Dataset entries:
_ _ _ _ _ _ _

use std::path::PathBuf;

use anyhow::{anyhow, bail};
use clap::{ArgAction, CommandFactory, Parser, Subcommand};
use iptunnel_config::{expand_tilde, Config, ConfigStore, JsonConfigStore};
use iptunnel_keys::{CredentialProvisioner, KeyGenOptions, SshKeygenProvisioner};
use iptunnel_logging::init_logging;
use iptunnel_ssh::{ConnectionSupervisor, StatusEvent};
use merge::Merge;
use tokio::signal;
use tracing::{debug, info, warn};

#[derive(Parser, Debug)]
#[command(author, version, about, long_about = None)]
#[command(propagate_version = true)]
pub struct Cli {
    #[command(subcommand)]
    pub command: Option<Commands>,

    /// Path to the configuration file.
    #[arg(long, global = true, env = "IPTUNNEL_CONFIG")]
    pub config: Option<String>,
    #[arg(long, global = true)]
    pub log_level: Option<String>,
    #[arg(long, global = true)]
    pub no_color: bool,
}

#[derive(Subcommand, Debug)]
pub enum Commands {
    /// Starts the tunnel and supervises it until Ctrl+C or until it drops.
    Connect {
        /// Run this command instead of the stored one.
        #[arg(long)]
        command: Option<String>,
    },
    /// Stores the SSH tunnel command.
    SetCommand { command: String },
    /// Prints the stored SSH tunnel command.
    ShowCommand,
    /// Manages the SSH key pair.
    #[command(subcommand)]
    Keys(KeysCommand),
    /// Manages the configuration file.
    #[command(subcommand)]
    Config(ConfigCommand),
}

#[derive(Subcommand, Debug)]
pub enum KeysCommand {
    /// Reports whether a key pair exists.
    Check,
    /// Creates a new key pair with ssh-keygen.
    Generate {
        #[arg(long)]
        comment: Option<String>,
        #[arg(long, default_value = "rsa")]
        key_type: String,
        #[arg(long, default_value_t = 2048)]
        bits: u32,
        /// Replace an existing key pair.
        #[arg(long)]
        force: bool,
    },
    /// Prints the public key, ready to paste into authorized_keys.
    Show,
    /// Deletes the key pair.
    Delete,
    /// Prints the private key path.
    Path,
}

#[derive(Subcommand, Debug)]
pub enum ConfigCommand {
    Show,
    /// Resets every setting to its default.
    Clear,
    Export { path: String },
    Import { path: String },
    SetAutoConnect {
        #[arg(action = ArgAction::Set)]
        enabled: bool,
    },
    SetMinimizeToTray {
        #[arg(action = ArgAction::Set)]
        enabled: bool,
    },
    SetNotifications {
        #[arg(action = ArgAction::Set)]
        enabled: bool,
    },
}

#[tokio::main]
async fn main() -> anyhow::Result<()> {
    let cli = Cli::parse();

    // --- Configuration Setup ---
    let mut store = match cli.config.as_deref() {
        Some(path) => JsonConfigStore::open(resolve_path(path)?),
        None => JsonConfigStore::open_default()?,
    };

    let cli_config = Config {
        log_level: cli.log_level.clone(),
        ..Config::empty()
    };
    let mut effective = store.config().clone();
    effective.merge(cli_config);

    // --- Logging ---
    init_logging(effective.log_level.as_deref().unwrap_or("info"), !cli.no_color)
        .map_err(|e| anyhow!("Failed to initialize logging: {}", e))?;

    debug!("Configuration file: {}", store.path().display());
    debug!("Final configuration: {:#?}", effective);

    match cli.command {
        Some(Commands::Connect { command }) => connect(&store, command).await,
        Some(Commands::SetCommand { command }) => {
            store.set_command(&command)?;
            info!("Server command saved to {}", store.path().display());
            Ok(())
        }
        Some(Commands::ShowCommand) => {
            if !store.has_command() {
                bail!("No server command configured");
            }
            println!("{}", store.command());
            Ok(())
        }
        Some(Commands::Keys(cmd)) => keys(cmd).await,
        Some(Commands::Config(cmd)) => config(&mut store, cmd),
        None if store.auto_connect() && store.has_command() => {
            info!("Auto-connect is enabled, connecting with the stored command");
            connect(&store, None).await
        }
        None => {
            Cli::command().print_help()?;
            Ok(())
        }
    }
}

fn resolve_path(path: &str) -> anyhow::Result<PathBuf> {
    expand_tilde(path).ok_or_else(|| anyhow!("Cannot resolve '{}': no home directory", path))
}

async fn connect(store: &JsonConfigStore, command: Option<String>) -> anyhow::Result<()> {
    let command = match command {
        Some(command) => command,
        None if store.has_command() => store.command(),
        None => bail!("No server command configured. Run `iptunnel set-command \"ssh ...\"` first."),
    };

    match SshKeygenProvisioner::new() {
        Ok(keys) if !keys.keys_exist() => warn!(
            "No SSH key pair at {}. Run `iptunnel keys generate` if the server expects key authentication.",
            keys.private_key_path().display()
        ),
        Ok(_) => {}
        Err(e) => debug!("Skipping key check: {}", e),
    }

    let supervisor = ConnectionSupervisor::new();
    let mut events = supervisor.subscribe(16);

    info!("Connecting...");
    let message = supervisor.connect(&command).await?;
    info!("{}", message);
    info!("Press Ctrl+C to disconnect.");

    loop {
        tokio::select! {
            event = events.recv() => match event {
                Some(event) => report_event(&event)?,
                None => break,
            },
            _ = signal::ctrl_c() => {
                warn!("Received shutdown signal. Disconnecting...");
                info!("Tunnel was up for {}s", supervisor.uptime().as_secs());
                let message = supervisor.disconnect().await?;
                info!("{}", message);
                break;
            }
        }
    }

    Ok(())
}

/// Logs a connected event; a disconnect reported by the watchdog ends the
/// session with an error.
fn report_event(event: &StatusEvent) -> anyhow::Result<()> {
    if !event.connected {
        bail!("Tunnel stopped: {}", event.message);
    }
    info!("Status: {}", event.message);
    Ok(())
}

async fn keys(cmd: KeysCommand) -> anyhow::Result<()> {
    let keys = SshKeygenProvisioner::new()?;
    match cmd {
        KeysCommand::Check => {
            if keys.keys_exist() {
                println!("SSH key pair found at {}", keys.private_key_path().display());
            } else {
                println!("No SSH key pair at {}", keys.private_key_path().display());
            }
        }
        KeysCommand::Generate {
            comment,
            key_type,
            bits,
            force,
        } => {
            if keys.keys_exist() || keys.public_key_path().exists() {
                if !force {
                    bail!(
                        "An SSH key pair already exists at {}. Pass --force to replace it.",
                        keys.private_key_path().display()
                    );
                }
                info!("{}", keys.delete_keys()?);
            }
            let options = KeyGenOptions {
                comment,
                key_type,
                bits,
            };
            info!("{}", keys.generate(&options).await?);
            println!("{}", keys.public_key_text()?);
        }
        KeysCommand::Show => println!("{}", keys.public_key_text()?),
        KeysCommand::Delete => println!("{}", keys.delete_keys()?),
        KeysCommand::Path => println!("{}", keys.private_key_path().display()),
    }
    Ok(())
}

fn config(store: &mut JsonConfigStore, cmd: ConfigCommand) -> anyhow::Result<()> {
    match cmd {
        ConfigCommand::Show => {
            println!("# {}", store.path().display());
            println!("{}", serde_json::to_string_pretty(store.config())?);
        }
        ConfigCommand::Clear => {
            store.clear()?;
            info!("Configuration reset to defaults");
        }
        ConfigCommand::Export { path } => store.export_to(&resolve_path(&path)?)?,
        ConfigCommand::Import { path } => store.import_from(&resolve_path(&path)?)?,
        ConfigCommand::SetAutoConnect { enabled } => store.set_auto_connect(enabled)?,
        ConfigCommand::SetMinimizeToTray { enabled } => store.set_minimize_to_tray(enabled)?,
        ConfigCommand::SetNotifications { enabled } => store.set_show_notifications(enabled)?,
    }
    Ok(())
}

#[cfg(test)]
mod tests {
    use super::*;

    #[test]
    fn test_cli_definition() {
        Cli::command().debug_assert();
    }

    #[test]
    fn test_report_event() {
        assert!(report_event(&StatusEvent::new(true, "Connected")).is_ok());

        let err = report_event(&StatusEvent::new(false, "Disconnected: Connection lost"))
            .unwrap_err();
        assert_eq!(err.to_string(), "Tunnel stopped: Disconnected: Connection lost");
    }

    #[test]
    fn test_parse_subcommands() {
        let cli = Cli::try_parse_from([
            "iptunnel",
            "--log-level",
            "debug",
            "connect",
            "--command",
            "ssh -N host",
        ])
        .unwrap();
        assert_eq!(cli.log_level.as_deref(), Some("debug"));
        assert!(matches!(
            cli.command,
            Some(Commands::Connect { command: Some(ref c) }) if c == "ssh -N host"
        ));

        let cli = Cli::try_parse_from(["iptunnel", "config", "set-auto-connect", "false"]).unwrap();
        assert!(matches!(
            cli.command,
            Some(Commands::Config(ConfigCommand::SetAutoConnect { enabled: false }))
        ));

        let cli = Cli::try_parse_from(["iptunnel", "keys", "generate", "--bits", "4096"]).unwrap();
        assert!(matches!(
            cli.command,
            Some(Commands::Keys(KeysCommand::Generate { bits: 4096, force: false, .. }))
        ));

        let cli = Cli::try_parse_from(["iptunnel"]).unwrap();
        assert!(cli.command.is_none());
    }
}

_ _ _ _ _ _ _

▸ WHAT THIS TASK INVOLVES:
Write only the number of lines in the records that contain the string "configured".

▸ TASK OUTPUT:
2